Libéralisation économique

Outre l'abolition du régime féodal et la transformation de la propriété, une série de mesures fut adoptée pour assurer le fonctionnement du marché libre :

  • L'abolition des privilèges de la Mesta.
  • L'abolition des privilèges syndicaux et la reconnaissance de la liberté du commerce et de l'industrie.
  • L'élimination des douanes intérieures.
  • L'abolition des dîmes.

Ces mesures complétèrent le cadre juridique pour la mise en œuvre du libéralisme économique en Espagne.

La Constitution de 1837 : Un compromis libéral

Le gouvernement progressiste convoqua des tribunaux spéciaux pour rédiger un texte constitutionnel visant à adapter la Constitution de 1812 à l'évolution des temps. Le document, approuvé en juin 1837, était concis et laissait de côté un certain nombre de questions (comme les élections, la presse ou les municipalités) qui seraient régies ultérieurement par des lois. L'objectif était d'établir un texte stable qui pourrait être accepté par les modérés.

Principes fondamentaux et éléments modérés

La Constitution progressiste de 1837 proclamait plusieurs des principes fondamentaux du libéralisme :

  • La souveraineté nationale.
  • Un énoncé général des droits de la citoyenneté.
  • Le partage des pouvoirs.
  • La clause d'établissement de l'État.

Elle intégrait également des éléments modérés, notamment :

  • La prévision de deux chambres : la Chambre des Députés et le Sénat (ce dernier n'étant pas électif, mais nommé directement par le roi).
  • L'octroi de pouvoirs considérables à la Couronne.

La Constitution reprenait l'engagement de financement du culte catholique.

Lois complémentaires et retour des Modérés (1837-1840)
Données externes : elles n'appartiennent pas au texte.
//! Checkout and payment reconciliation tests.
//!
//! Covers the order lifecycle end to end over in-memory collaborators:
//! create → gateway → callback, duplicate and unverified callbacks, gateway
//! rejection and timeout, and orders that outlive their hold.
//!
//! Run with: `cargo test --test checkout_flow_test`

#![allow(clippy::expect_used)]
#![allow(clippy::unwrap_used)]

use chrono::Duration;
use marquee_core::types::{ComboLine, Money, SeatState, UserId};
use marquee_engine::bus::SeatNotification;
use marquee_engine::orders::{CreateOrderRequest, OrderError, OrderRepository, OrderStatus};
use marquee_engine::payment_gateway::PaymentGatewayError;
use marquee_testing::{callback, drain, seat_ids, GatewayBehavior, Harness};

fn order_for(user_id: UserId, h: &Harness) -> CreateOrderRequest {
    CreateOrderRequest {
        user_id,
        showtime_id: h.showtime_id,
        seat_ids: None,
        combos: None,
        promotion_code: None,
        loyalty_points: None,
    }
}

/// Successful payment turns the hold into sold seats and issues one ticket per seat.
#[tokio::test]
async fn test_success_callback_sells_seats_and_issues_tickets() {
    let h = Harness::new().await;
    let user = UserId::new();
    h.holds
        .claim_seats(user, h.showtime_id, seat_ids(&["A1", "A2"]))
        .await
        .unwrap();
    h.holds
        .select_combos(
            user,
            h.showtime_id,
            vec![ComboLine {
                combo_id: h.combo.combo_id,
                quantity: 2,
            }],
        )
        .await
        .unwrap();

    let order = h.coordinator.create_order(order_for(user, &h)).await.unwrap();
    assert_eq!(order.status, OrderStatus::AwaitingGateway);
    assert_eq!(order.total(), Money::new(300_000));
    assert!(order.redirect_url.is_some());
    assert_eq!(h.gateway.requests()[0].amount, Money::new(300_000));

    let mut rx = h.bus.subscribe(h.showtime_id).await;
    let outcome = h
        .coordinator
        .handle_gateway_callback(&callback(order.order_id, "0"))
        .await
        .unwrap();

    assert!(!outcome.duplicate);
    assert_eq!(outcome.order.status, OrderStatus::Confirmed);
    assert_eq!(outcome.order.tickets.len(), 2);
    assert!(outcome.order.tickets[0].code.starts_with("MRQ-"));

    let sold: Vec<_> = drain(&mut rx).into_iter().map(|m| m.notification).collect();
    assert_eq!(
        sold,
        vec![SeatNotification::SeatSold {
            seat_ids: seat_ids(&["A1", "A2"])
        }]
    );

    let map = h.holds.seat_map(h.showtime_id, None).await.unwrap();
    let a1 = map.seats.iter().find(|s| s.seat_id.as_str() == "A1").unwrap();
    assert_eq!(a1.state, SeatState::Sold);
    assert!(h.holds.session(user, h.showtime_id).await.is_none());
}

/// The gateway retries a success callback; only the first one counts.
#[tokio::test]
async fn test_duplicate_success_callback_issues_one_ticket_set() {
    let h = Harness::new().await;
    let user = UserId::new();
    h.holds
        .claim_seats(user, h.showtime_id, seat_ids(&["B1", "B2", "B3"]))
        .await
        .unwrap();
    let order = h.coordinator.create_order(order_for(user, &h)).await.unwrap();

    let first = h
        .coordinator
        .handle_gateway_callback(&callback(order.order_id, "0"))
        .await
        .unwrap();
    let second = h
        .coordinator
        .handle_gateway_callback(&callback(order.order_id, "0"))
        .await
        .unwrap();

    assert!(!first.duplicate);
    assert!(second.duplicate);
    assert_eq!(second.order.tickets, first.order.tickets);
    assert_eq!(
        h.orders.count_with_status(OrderStatus::Confirmed).await,
        1
    );
}

/// A failure arriving after a success changes nothing.
#[tokio::test]
async fn test_first_terminal_callback_wins() {
    let h = Harness::new().await;
    let user = UserId::new();
    h.holds
        .claim_seats(user, h.showtime_id, seat_ids(&["C1"]))
        .await
        .unwrap();
    let order = h.coordinator.create_order(order_for(user, &h)).await.unwrap();

    h.coordinator
        .handle_gateway_callback(&callback(order.order_id, "0"))
        .await
        .unwrap();
    let late = h
        .coordinator
        .handle_gateway_callback(&callback(order.order_id, "24"))
        .await
        .unwrap();

    assert!(late.duplicate);
    assert_eq!(late.order.status, OrderStatus::Confirmed);
}

/// Concurrent duplicates are serialized per order.
#[tokio::test(flavor = "multi_thread", worker_threads = 4)]
async fn test_concurrent_duplicate_callbacks_confirm_once() {
    let h = std::sync::Arc::new(Harness::new().await);
    let user = UserId::new();
    h.holds
        .claim_seats(user, h.showtime_id, seat_ids(&["A7", "A8"]))
        .await
        .unwrap();
    let order = h.coordinator.create_order(order_for(user, &h)).await.unwrap();

    let mut handles = Vec::new();
    for _ in 0..8 {
        let h = std::sync::Arc::clone(&h);
        let cb = callback(order.order_id, "0");
        handles.push(tokio::spawn(async move {
            h.coordinator.handle_gateway_callback(&cb).await
        }));
    }

    let mut fresh = 0;
    for handle in handles {
        let outcome = handle.await.unwrap().unwrap();
        assert_eq!(outcome.order.status, OrderStatus::Confirmed);
        assert_eq!(outcome.order.tickets.len(), 2);
        if !outcome.duplicate {
            fresh += 1;
        }
    }
    assert_eq!(fresh, 1);
}

/// Callbacks the adapter cannot verify never touch the order.
#[tokio::test]
async fn test_unverified_callback_is_rejected() {
    let h = Harness::new().await;
    let user = UserId::new();
    h.holds
        .claim_seats(user, h.showtime_id, seat_ids(&["A3"]))
        .await
        .unwrap();
    let order = h.coordinator.create_order(order_for(user, &h)).await.unwrap();

    h.gateway.set_verified(false);
    let err = h
        .coordinator
        .handle_gateway_callback(&callback(order.order_id, "0"))
        .await
        .unwrap_err();
    assert_eq!(err, OrderError::CallbackUnverified);

    let view = h.coordinator.check_status(order.order_id).await.unwrap();
    assert_eq!(view.status, OrderStatus::AwaitingGateway);
    assert!(h.holds.session(user, h.showtime_id).await.is_some());
}

/// A gateway refusal fails the order and frees the seats at once.
#[tokio::test]
async fn test_gateway_rejection_releases_the_hold() {
    let h = Harness::new().await;
    let user = UserId::new();
    h.holds
        .claim_seats(user, h.showtime_id, seat_ids(&["B5", "B6"]))
        .await
        .unwrap();
    h.gateway
        .set_behavior(GatewayBehavior::Reject("merchant disabled".to_string()));

    let mut rx = h.bus.subscribe(h.showtime_id).await;
    let err = h
        .coordinator
        .create_order(order_for(user, &h))
        .await
        .unwrap_err();

    assert!(matches!(
        err,
        OrderError::Gateway(PaymentGatewayError::Rejected { .. })
    ));
    assert!(h.holds.session(user, h.showtime_id).await.is_none());
    assert_eq!(h.orders.count_with_status(OrderStatus::Failed).await, 1);
    assert!(drain(&mut rx).iter().any(|m| matches!(
        &m.notification,
        SeatNotification::SeatUnbooked { seat_ids: freed } if *freed == seat_ids(&["B5", "B6"])
    )));
}

/// A gateway that never answers is cut off by the timeout.
#[tokio::test]
async fn test_gateway_timeout_fails_the_order() {
    let h = Harness::new().await;
    let user = UserId::new();
    h.holds
        .claim_seats(user, h.showtime_id, seat_ids(&["C2"]))
        .await
        .unwrap();
    h.gateway.set_behavior(GatewayBehavior::Hang);

    let err = h
        .coordinator
        .create_order(order_for(user, &h))
        .await
        .unwrap_err();

    assert_eq!(err, OrderError::Gateway(PaymentGatewayError::Timeout));
    assert_eq!(err.code().as_str(), "GATEWAY_TIMEOUT");
    assert!(h.holds.session(user, h.showtime_id).await.is_none());
}

/// Payment that lands after the hold lapsed does not sell the seats.
#[tokio::test]
async fn test_late_success_after_expiry_expires_the_order() {
    let h = Harness::new().await;
    let (buyer, other) = (UserId::new(), UserId::new());
    h.holds
        .claim_seats(buyer, h.showtime_id, seat_ids(&["A4"]))
        .await
        .unwrap();
    let order = h.coordinator.create_order(order_for(buyer, &h)).await.unwrap();

    h.clock.advance(Duration::minutes(6));
    h.holds
        .claim_seats(other, h.showtime_id, seat_ids(&["A4"]))
        .await
        .unwrap();

    let outcome = h
        .coordinator
        .handle_gateway_callback(&callback(order.order_id, "0"))
        .await
        .unwrap();

    assert_eq!(outcome.order.status, OrderStatus::Expired);
    assert!(outcome.order.tickets.is_empty());
    let session = h.holds.session(other, h.showtime_id).await.unwrap();
    assert_eq!(session.seat_list(), seat_ids(&["A4"]));
}

/// Orders without a callback are expired by the sweeper, which frees their seats.
#[tokio::test]
async fn test_sweeper_expires_overdue_orders() {
    let h = Harness::new().await;
    let user = UserId::new();
    h.holds
        .claim_seats(user, h.showtime_id, seat_ids(&["C5", "C6"]))
        .await
        .unwrap();
    let order = h.coordinator.create_order(order_for(user, &h)).await.unwrap();

    h.clock.advance(Duration::minutes(5));
    let report = h.sweeper().run_once().await;

    assert_eq!(report.sessions_expired, 1);
    assert_eq!(report.orders_expired, 1);
    let stored = h.orders.get(order.order_id).await.unwrap().unwrap();
    assert_eq!(stored.status, OrderStatus::Expired);

    let map = h.holds.seat_map(h.showtime_id, None).await.unwrap();
    assert!(map
        .seats
        .iter()
        .filter(|s| ["C5", "C6"].contains(&s.seat_id.as_str()))
        .all(|s| s.state == SeatState::Free));
}

/// Loyalty points are redeemed on confirmation, not at checkout.
#[tokio::test]
async fn test_loyalty_points_are_redeemed_on_confirmation() {
    use marquee_engine::catalog::LoyaltyLedger;

    let h = Harness::new().await;
    let user = UserId::new();
    h.loyalty.set_balance(user, 100).await;
    h.holds
        .claim_seats(user, h.showtime_id, seat_ids(&["B7"]))
        .await
        .unwrap();

    let mut request = order_for(user, &h);
    request.loyalty_points = Some(20);
    let order = h.coordinator.create_order(request).await.unwrap();
    assert_eq!(h.loyalty.balance(user).await.unwrap(), 100);

    h.coordinator
        .handle_gateway_callback(&callback(order.order_id, "0"))
        .await
        .unwrap();
    assert_eq!(h.loyalty.balance(user).await.unwrap(), 80);
}

/// The price shown at preview is the price the order freezes and charges.
#[tokio::test]
async fn test_preview_matches_the_frozen_order_price() {
    use marquee_engine::catalog::SeatCatalog;
    use marquee_engine::orders::PreviewRequest;
    use marquee_engine::pricing::{
        LoyaltyPolicy, LoyaltyRedemption, PricedCombo, PricedSeat, PricingEngine, PricingRequest,
    };
    use marquee_testing::ten_percent_capped;

    let h = Harness::new().await;
    let user = UserId::new();
    h.loyalty.set_balance(user, 100).await;
    let seats = seat_ids(&["A3", "A4"]);
    let combos = vec![ComboLine {
        combo_id: h.combo.combo_id,
        quantity: 2,
    }];
    h.holds
        .claim_seats(user, h.showtime_id, seats.clone())
        .await
        .unwrap();

    let preview = h
        .coordinator
        .preview(&PreviewRequest {
            showtime_id: h.showtime_id,
            seat_ids: seats.clone(),
            combos: combos.clone(),
            promotion_code: Some("TENOFF".to_string()),
            loyalty_points: Some(20),
            user_id: Some(user),
        })
        .await
        .unwrap();

    let mut request = order_for(user, &h);
    request.seat_ids = Some(seats);
    request.combos = Some(combos);
    request.promotion_code = Some("TENOFF".to_string());
    request.loyalty_points = Some(20);
    let order = h.coordinator.create_order(request).await.unwrap();

    assert_eq!(order.breakdown, preview);
    assert!(preview.discount > Money::ZERO);
    assert!(preview.loyalty_discount > Money::ZERO);
    assert_eq!(h.gateway.requests()[0].amount, preview.total);

    // Repricing the frozen selection gives the same breakdown
    let layout = h.catalog.seat_layout(h.showtime_id).await.unwrap().unwrap();
    let repriced = PricingEngine::new(LoyaltyPolicy::default())
        .price(&PricingRequest {
            base_price: layout.base_price,
            seats: order
                .seat_ids
                .iter()
                .map(|seat_id| PricedSeat {
                    seat_id: seat_id.clone(),
                    price_offset: layout.seat(seat_id).and_then(|seat| layout.price_offset(seat)),
                })
                .collect(),
            combos: order
                .combos
                .iter()
                .map(|line| PricedCombo {
                    combo_id: line.combo_id,
                    unit_price: h.combo.price,
                    quantity: line.quantity,
                })
                .collect(),
            promotion: Some(ten_percent_capped()),
            loyalty: Some(LoyaltyRedemption {
                points: order.breakdown.loyalty_points,
                balance: 100,
            }),
            at: order.created_at,
        })
        .unwrap();
    assert_eq!(repriced, order.breakdown);
    assert_eq!(repriced.total, order.total());
}
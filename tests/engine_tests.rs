//! Engine behaviour through the public `schedule` API

use chrono::Weekday;
use shootcal_mcp::schedule::{
    CalendarDate, DateRange, GridLayout, GridPolicy, OverlapCandidate, PhaseDates, PhaseKind,
    PhaseOffsetPolicy, PhaseSet, Project, TouchedFlags, add_days_iso, bucket_day, build_grid,
    derive_phases, each_day, find_overlaps, parse_day,
};

fn d(s: &str) -> CalendarDate {
    parse_day(s).unwrap()
}

fn confirmed(id: &str, start: &str, end: &str) -> Project {
    let mut p = Project::new(id, id, DateRange::new(d(start), d(end)).unwrap(), d("2025-01-01"));
    p.confirmed = true;
    p
}

#[test]
fn test_iso_round_trip_and_day_arithmetic() {
    for s in ["2024-02-29", "2025-01-01", "2025-12-31", "1999-03-28"] {
        let day = d(s);
        assert_eq!(day.to_iso(), s);
        assert_eq!(day.add_days(0), day);
        for n in [1, 7, 31, 365, -400] {
            assert_eq!(day.add_days(n).add_days(-n), day);
        }
    }
    assert_eq!(add_days_iso("2025-02-28", 1).unwrap(), "2025-03-01");
    assert_eq!(each_day(d("2025-06-10"), d("2025-06-10")), vec![d("2025-06-10")]);
    assert!(each_day(d("2025-06-11"), d("2025-06-10")).is_empty());
}

#[test]
fn test_grid_is_whole_weeks_covering_the_month() {
    let layouts = [GridLayout::Weeks, GridLayout::SixWeeks];
    let starts = [Weekday::Mon, Weekday::Sun, Weekday::Sat];
    for month in 1..=12 {
        let anchor = CalendarDate::from_ymd(2025, month, 15).unwrap();
        for layout in layouts {
            for week_start in starts {
                let policy = GridPolicy {
                    week_start,
                    layout,
                    ..Default::default()
                };
                let grid = build_grid(anchor, &[], &policy);
                assert!(!grid.days.is_empty());
                assert_eq!(grid.days.len() % 7, 0);
                assert_eq!(grid.days[0].weekday(), week_start);
                assert!(grid.days[0] <= anchor.start_of_month());
                assert!(anchor.end_of_month() <= *grid.days.last().unwrap());
                if layout == GridLayout::SixWeeks {
                    assert_eq!(grid.days.len(), 42);
                }
            }
        }
    }
}

#[test]
fn test_derivation_scenarios() {
    let policy = PhaseOffsetPolicy::default();
    let derived = derive_phases(
        Some(d("2025-06-10")),
        &PhaseSet::default(),
        TouchedFlags::default(),
        &policy,
    );
    assert_eq!(derived.fitting.complete(), Some(DateRange::single_day(d("2025-06-08"))));
    assert_eq!(
        derived.prep.complete(),
        Some(DateRange::new(d("2025-06-02"), d("2025-06-07")).unwrap())
    );

    let manual = PhaseSet {
        fitting: PhaseDates::new(Some(d("2025-06-05")), Some(d("2025-06-05"))),
        prep: derived.prep,
    };
    let touched = TouchedFlags {
        fitting: true,
        prep: false,
    };
    let rederived = derive_phases(Some(d("2025-06-10")), &manual, touched, &policy);
    assert_eq!(rederived.fitting, manual.fitting);
    assert_eq!(
        rederived.prep.complete(),
        Some(DateRange::new(d("2025-05-30"), d("2025-06-04")).unwrap())
    );
}

#[test]
fn test_touching_shooting_ranges_conflict_once() {
    let existing = vec![confirmed("a", "2025-01-01", "2025-01-10")];

    let touching = OverlapCandidate {
        confirmed: true,
        primary: Some(DateRange::new(d("2025-01-10"), d("2025-01-15")).unwrap()),
        ..Default::default()
    };
    let conflicts = find_overlaps(&touching, &existing);
    assert_eq!(conflicts.len(), 1);
    assert_eq!(conflicts[0].phase, PhaseKind::Primary);
    assert_eq!(conflicts[0].other_id, "a");

    let apart = OverlapCandidate {
        primary: Some(DateRange::new(d("2025-01-11"), d("2025-01-15")).unwrap()),
        ..touching.clone()
    };
    assert!(find_overlaps(&apart, &existing).is_empty());

    let pending = OverlapCandidate {
        confirmed: false,
        ..touching
    };
    assert!(find_overlaps(&pending, &existing).is_empty());
}

#[test]
fn test_gap_day_has_no_phase() {
    let mut p = confirmed("a", "2025-06-10", "2025-06-20");
    p.prep_start = Some(d("2025-06-02"));
    p.prep_end = Some(d("2025-06-07"));
    p.fitting_start = Some(d("2025-06-08"));
    p.fitting_end = Some(d("2025-06-08"));

    assert_eq!(p.phase_for_day(d("2025-06-09")), None);
    assert!(p.covers(d("2025-06-09")));
    assert_eq!(p.phase_for_day(d("2025-06-02")), Some(PhaseKind::Prep));
    assert_eq!(p.phase_for_day(d("2025-06-08")), Some(PhaseKind::Fitting));
    assert_eq!(p.phase_for_day(d("2025-06-20")), Some(PhaseKind::Primary));
}

#[test]
fn test_busy_day_shows_first_four_confirmed() {
    let projects: Vec<Project> = (1..=5)
        .map(|i| confirmed(&format!("p{}", i), "2025-06-10", "2025-06-10"))
        .collect();

    let grid = build_grid(d("2025-06-01"), &projects, &GridPolicy::default());
    let bucket = grid.projects_on(d("2025-06-10"));
    let ids: Vec<&str> = bucket.iter().map(|p| p.id.as_str()).collect();
    assert_eq!(ids, ["p1", "p2", "p3", "p4"]);
    assert_eq!(grid.hidden_on(d("2025-06-10")), 1);
    assert_eq!(grid.legend().len(), 5);

    let covering: Vec<&Project> = projects.iter().collect();
    let (bucket, hidden) = bucket_day(&covering, 10);
    assert_eq!(bucket.len(), 5);
    assert_eq!(hidden, 0);
}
D'autres lois vinrent compléter le cadre juridique constitutionnel :

  • La Loi sur la presse (1836) supprima la censure.
  • La Loi électorale (1837) établit un système de franchise basé sur le recensement et extrêmement restreint.

Une fois la Constitution approuvée, de nouvelles élections furent convoquées en octobre 1837 et furent remportées par les modérés. Durant cette période de gouvernement, qui se prolongea jusqu'en décembre 1840, les modérés tentèrent, sans sortir du cadre constitutionnel, de porter atteinte à la législation la plus progressiste de 1837.

En 1840, ils préparèrent une loi électorale plus restrictive, limitèrent la liberté de la presse et une Loi sur les municipalités donna au ministère public le pouvoir de nommer les maires des capitales de province. Ils entamèrent également une loi tendant à restituer les biens confisqués au clergé séculier et préparèrent un projet de réintroduction de la dîme.